* [TASK REQUIREMENTS]:
Write out an exact copy of the line with "impl std::fmt::Debug for" and of each line after it, through the end of the records below.
------ MATERIAL PROVIDED ------
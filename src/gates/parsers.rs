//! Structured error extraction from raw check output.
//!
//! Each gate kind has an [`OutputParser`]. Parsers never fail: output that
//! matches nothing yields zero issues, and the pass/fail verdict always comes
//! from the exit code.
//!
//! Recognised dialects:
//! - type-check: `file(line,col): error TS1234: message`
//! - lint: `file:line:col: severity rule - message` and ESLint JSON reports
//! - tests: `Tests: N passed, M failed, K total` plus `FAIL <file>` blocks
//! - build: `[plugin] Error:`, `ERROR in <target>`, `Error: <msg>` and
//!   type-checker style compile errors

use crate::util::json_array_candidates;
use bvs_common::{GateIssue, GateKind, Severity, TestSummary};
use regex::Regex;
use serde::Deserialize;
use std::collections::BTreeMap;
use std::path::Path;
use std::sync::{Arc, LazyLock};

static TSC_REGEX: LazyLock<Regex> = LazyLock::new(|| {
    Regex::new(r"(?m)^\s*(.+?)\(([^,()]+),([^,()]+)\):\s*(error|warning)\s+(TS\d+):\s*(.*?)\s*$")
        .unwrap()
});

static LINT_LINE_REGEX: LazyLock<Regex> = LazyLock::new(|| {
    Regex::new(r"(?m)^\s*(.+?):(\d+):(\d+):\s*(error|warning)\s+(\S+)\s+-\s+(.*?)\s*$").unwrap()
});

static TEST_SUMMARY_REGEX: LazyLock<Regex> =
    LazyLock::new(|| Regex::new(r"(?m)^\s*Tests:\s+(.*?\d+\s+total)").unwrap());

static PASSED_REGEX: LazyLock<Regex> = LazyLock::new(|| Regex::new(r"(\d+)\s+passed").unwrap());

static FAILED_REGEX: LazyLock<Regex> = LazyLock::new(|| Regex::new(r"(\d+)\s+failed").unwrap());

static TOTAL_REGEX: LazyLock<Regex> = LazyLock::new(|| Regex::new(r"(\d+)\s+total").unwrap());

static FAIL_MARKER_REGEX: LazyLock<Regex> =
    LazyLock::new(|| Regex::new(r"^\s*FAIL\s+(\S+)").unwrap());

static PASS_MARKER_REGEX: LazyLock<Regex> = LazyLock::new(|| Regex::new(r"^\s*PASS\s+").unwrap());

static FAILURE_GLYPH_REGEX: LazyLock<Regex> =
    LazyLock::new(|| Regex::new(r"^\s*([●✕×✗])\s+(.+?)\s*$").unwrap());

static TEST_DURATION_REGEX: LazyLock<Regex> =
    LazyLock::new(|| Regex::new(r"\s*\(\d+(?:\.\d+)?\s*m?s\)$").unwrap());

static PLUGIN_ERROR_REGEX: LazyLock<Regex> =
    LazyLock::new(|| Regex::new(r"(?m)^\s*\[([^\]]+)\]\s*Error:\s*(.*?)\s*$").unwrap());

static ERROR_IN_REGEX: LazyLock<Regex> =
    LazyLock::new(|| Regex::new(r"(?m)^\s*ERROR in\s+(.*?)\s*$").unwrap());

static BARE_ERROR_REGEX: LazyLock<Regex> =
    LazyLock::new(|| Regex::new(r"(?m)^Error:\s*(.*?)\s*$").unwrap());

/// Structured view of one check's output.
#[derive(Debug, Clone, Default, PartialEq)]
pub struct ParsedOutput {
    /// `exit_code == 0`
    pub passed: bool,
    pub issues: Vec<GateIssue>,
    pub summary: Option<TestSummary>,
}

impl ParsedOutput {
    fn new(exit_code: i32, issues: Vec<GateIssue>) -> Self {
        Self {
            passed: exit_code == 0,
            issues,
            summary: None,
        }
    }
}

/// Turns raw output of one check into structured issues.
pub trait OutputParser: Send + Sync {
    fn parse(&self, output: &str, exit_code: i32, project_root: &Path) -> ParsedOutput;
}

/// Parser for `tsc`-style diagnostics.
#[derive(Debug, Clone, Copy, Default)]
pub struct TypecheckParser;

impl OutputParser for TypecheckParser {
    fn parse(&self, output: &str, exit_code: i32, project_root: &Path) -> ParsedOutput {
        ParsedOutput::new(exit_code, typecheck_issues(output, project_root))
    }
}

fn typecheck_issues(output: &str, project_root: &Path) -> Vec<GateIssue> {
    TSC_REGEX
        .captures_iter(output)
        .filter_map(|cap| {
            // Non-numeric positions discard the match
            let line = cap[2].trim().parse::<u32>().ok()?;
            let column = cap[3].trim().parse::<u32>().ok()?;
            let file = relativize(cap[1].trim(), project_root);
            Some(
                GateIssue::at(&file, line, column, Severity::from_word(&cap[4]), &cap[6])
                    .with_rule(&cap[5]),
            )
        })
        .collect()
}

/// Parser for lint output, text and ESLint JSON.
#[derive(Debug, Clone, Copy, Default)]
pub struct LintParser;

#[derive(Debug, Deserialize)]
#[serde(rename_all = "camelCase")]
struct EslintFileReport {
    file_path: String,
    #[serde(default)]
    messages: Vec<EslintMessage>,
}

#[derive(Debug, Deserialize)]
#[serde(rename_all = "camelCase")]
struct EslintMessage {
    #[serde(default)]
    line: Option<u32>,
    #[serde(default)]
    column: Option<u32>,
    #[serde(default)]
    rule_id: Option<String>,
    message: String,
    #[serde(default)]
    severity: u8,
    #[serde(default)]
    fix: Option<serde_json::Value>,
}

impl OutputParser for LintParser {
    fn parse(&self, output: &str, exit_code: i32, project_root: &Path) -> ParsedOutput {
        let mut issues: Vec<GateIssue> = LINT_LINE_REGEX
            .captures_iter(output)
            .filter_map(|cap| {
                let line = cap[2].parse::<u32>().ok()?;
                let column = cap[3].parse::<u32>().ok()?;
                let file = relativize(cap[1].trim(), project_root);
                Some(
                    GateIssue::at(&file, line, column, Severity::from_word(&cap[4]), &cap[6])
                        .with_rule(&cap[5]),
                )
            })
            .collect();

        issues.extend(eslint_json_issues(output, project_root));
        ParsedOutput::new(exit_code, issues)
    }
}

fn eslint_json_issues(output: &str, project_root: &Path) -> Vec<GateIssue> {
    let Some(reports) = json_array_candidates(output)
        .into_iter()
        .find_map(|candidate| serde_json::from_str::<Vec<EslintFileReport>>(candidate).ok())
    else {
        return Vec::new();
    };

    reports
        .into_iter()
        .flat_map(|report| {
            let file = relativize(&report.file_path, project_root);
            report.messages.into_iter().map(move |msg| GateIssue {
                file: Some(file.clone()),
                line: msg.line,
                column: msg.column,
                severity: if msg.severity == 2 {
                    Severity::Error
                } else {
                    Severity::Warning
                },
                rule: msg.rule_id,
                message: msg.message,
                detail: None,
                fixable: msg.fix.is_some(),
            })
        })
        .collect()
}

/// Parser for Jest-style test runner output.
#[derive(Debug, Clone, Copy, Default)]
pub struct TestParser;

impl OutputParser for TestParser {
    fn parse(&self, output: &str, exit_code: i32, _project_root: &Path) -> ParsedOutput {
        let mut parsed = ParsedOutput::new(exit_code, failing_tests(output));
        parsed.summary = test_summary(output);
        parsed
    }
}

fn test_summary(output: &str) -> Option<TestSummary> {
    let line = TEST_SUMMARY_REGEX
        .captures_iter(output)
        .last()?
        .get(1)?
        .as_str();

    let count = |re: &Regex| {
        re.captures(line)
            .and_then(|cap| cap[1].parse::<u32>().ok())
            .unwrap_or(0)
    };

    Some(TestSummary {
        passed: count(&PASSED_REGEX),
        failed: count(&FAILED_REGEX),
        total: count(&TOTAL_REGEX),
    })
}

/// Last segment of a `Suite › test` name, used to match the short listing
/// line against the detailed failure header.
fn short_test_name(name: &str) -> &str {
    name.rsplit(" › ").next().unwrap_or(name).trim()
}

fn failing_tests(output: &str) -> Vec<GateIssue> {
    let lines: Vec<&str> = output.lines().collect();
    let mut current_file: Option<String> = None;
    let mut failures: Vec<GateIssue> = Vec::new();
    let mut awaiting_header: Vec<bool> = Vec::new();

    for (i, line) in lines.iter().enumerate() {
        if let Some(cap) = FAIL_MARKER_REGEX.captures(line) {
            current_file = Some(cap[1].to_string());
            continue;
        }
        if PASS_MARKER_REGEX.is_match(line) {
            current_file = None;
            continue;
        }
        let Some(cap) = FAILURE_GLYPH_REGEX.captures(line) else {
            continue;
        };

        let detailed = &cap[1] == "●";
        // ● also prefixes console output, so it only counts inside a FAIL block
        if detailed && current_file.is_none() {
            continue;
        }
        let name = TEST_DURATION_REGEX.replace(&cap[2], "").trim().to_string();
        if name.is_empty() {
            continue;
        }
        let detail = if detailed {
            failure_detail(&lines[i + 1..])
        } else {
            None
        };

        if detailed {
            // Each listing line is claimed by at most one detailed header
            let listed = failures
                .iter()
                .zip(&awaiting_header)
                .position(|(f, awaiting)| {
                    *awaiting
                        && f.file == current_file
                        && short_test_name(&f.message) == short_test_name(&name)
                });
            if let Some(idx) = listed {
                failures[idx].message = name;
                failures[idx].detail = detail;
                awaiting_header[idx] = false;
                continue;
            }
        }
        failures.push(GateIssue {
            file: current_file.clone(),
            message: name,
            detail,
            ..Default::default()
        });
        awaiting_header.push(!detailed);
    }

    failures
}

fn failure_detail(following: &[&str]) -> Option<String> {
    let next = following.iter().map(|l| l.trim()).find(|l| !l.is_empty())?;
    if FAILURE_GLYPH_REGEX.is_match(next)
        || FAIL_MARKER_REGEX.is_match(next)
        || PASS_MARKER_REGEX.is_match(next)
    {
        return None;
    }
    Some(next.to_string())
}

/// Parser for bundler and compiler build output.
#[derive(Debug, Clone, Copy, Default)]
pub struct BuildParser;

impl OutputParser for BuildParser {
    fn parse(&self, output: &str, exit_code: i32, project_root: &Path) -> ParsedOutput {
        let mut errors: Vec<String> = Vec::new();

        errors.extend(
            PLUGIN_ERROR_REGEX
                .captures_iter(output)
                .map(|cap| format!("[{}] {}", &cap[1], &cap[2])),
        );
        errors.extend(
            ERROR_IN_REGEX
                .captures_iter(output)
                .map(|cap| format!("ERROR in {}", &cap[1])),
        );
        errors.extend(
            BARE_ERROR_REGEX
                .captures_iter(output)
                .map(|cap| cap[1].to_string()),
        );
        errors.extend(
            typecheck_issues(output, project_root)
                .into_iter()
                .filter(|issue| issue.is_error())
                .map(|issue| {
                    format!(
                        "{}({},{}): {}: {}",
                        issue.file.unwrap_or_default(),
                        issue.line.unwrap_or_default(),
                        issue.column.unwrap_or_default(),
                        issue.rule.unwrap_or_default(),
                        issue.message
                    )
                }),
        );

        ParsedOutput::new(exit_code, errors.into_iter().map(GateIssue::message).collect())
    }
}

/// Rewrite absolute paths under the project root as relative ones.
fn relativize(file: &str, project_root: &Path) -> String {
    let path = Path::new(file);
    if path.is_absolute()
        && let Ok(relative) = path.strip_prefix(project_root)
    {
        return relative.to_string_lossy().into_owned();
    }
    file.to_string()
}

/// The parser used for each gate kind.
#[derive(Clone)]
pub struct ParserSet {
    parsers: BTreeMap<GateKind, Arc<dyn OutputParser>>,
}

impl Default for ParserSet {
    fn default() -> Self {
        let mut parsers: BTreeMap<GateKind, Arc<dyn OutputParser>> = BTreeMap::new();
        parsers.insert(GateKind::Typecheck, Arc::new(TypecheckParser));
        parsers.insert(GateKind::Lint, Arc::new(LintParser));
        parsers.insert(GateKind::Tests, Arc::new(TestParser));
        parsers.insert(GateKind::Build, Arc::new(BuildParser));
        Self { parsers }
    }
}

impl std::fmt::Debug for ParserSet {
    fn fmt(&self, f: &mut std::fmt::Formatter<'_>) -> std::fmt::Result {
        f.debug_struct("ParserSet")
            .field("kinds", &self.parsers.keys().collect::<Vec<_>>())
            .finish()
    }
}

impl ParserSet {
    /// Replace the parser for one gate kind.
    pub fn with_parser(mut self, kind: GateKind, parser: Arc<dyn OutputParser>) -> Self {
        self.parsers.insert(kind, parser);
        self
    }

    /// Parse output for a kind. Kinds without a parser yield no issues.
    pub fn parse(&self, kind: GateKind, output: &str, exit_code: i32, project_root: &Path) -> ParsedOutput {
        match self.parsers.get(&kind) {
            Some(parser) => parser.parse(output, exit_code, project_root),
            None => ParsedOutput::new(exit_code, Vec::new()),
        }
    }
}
------
* [WRITTEN REPLY]:
impl std::fmt::Debug for ParserSet {
    fn fmt(&self, f: &mut std::fmt::Formatter<'_>) -> std::fmt::Result {
        f.debug_struct("ParserSet")
            .field("kinds", &self.parsers.keys().collect::<Vec<_>>())
            .finish()
    }
}

impl ParserSet {
    /// Replace the parser for one gate kind.
    pub fn with_parser(mut self, kind: GateKind, parser: Arc<dyn OutputParser>) -> Self {
        self.parsers.insert(kind, parser);
        self
    }

    /// Parse output for a kind. Kinds without a parser yield no issues.
    pub fn parse(&self, kind: GateKind, output: &str, exit_code: i32, project_root: &Path) -> ParsedOutput {
        match self.parsers.get(&kind) {
            Some(parser) => parser.parse(output, exit_code, project_root),
            None => ParsedOutput::new(exit_code, Vec::new()),
        }
    }
}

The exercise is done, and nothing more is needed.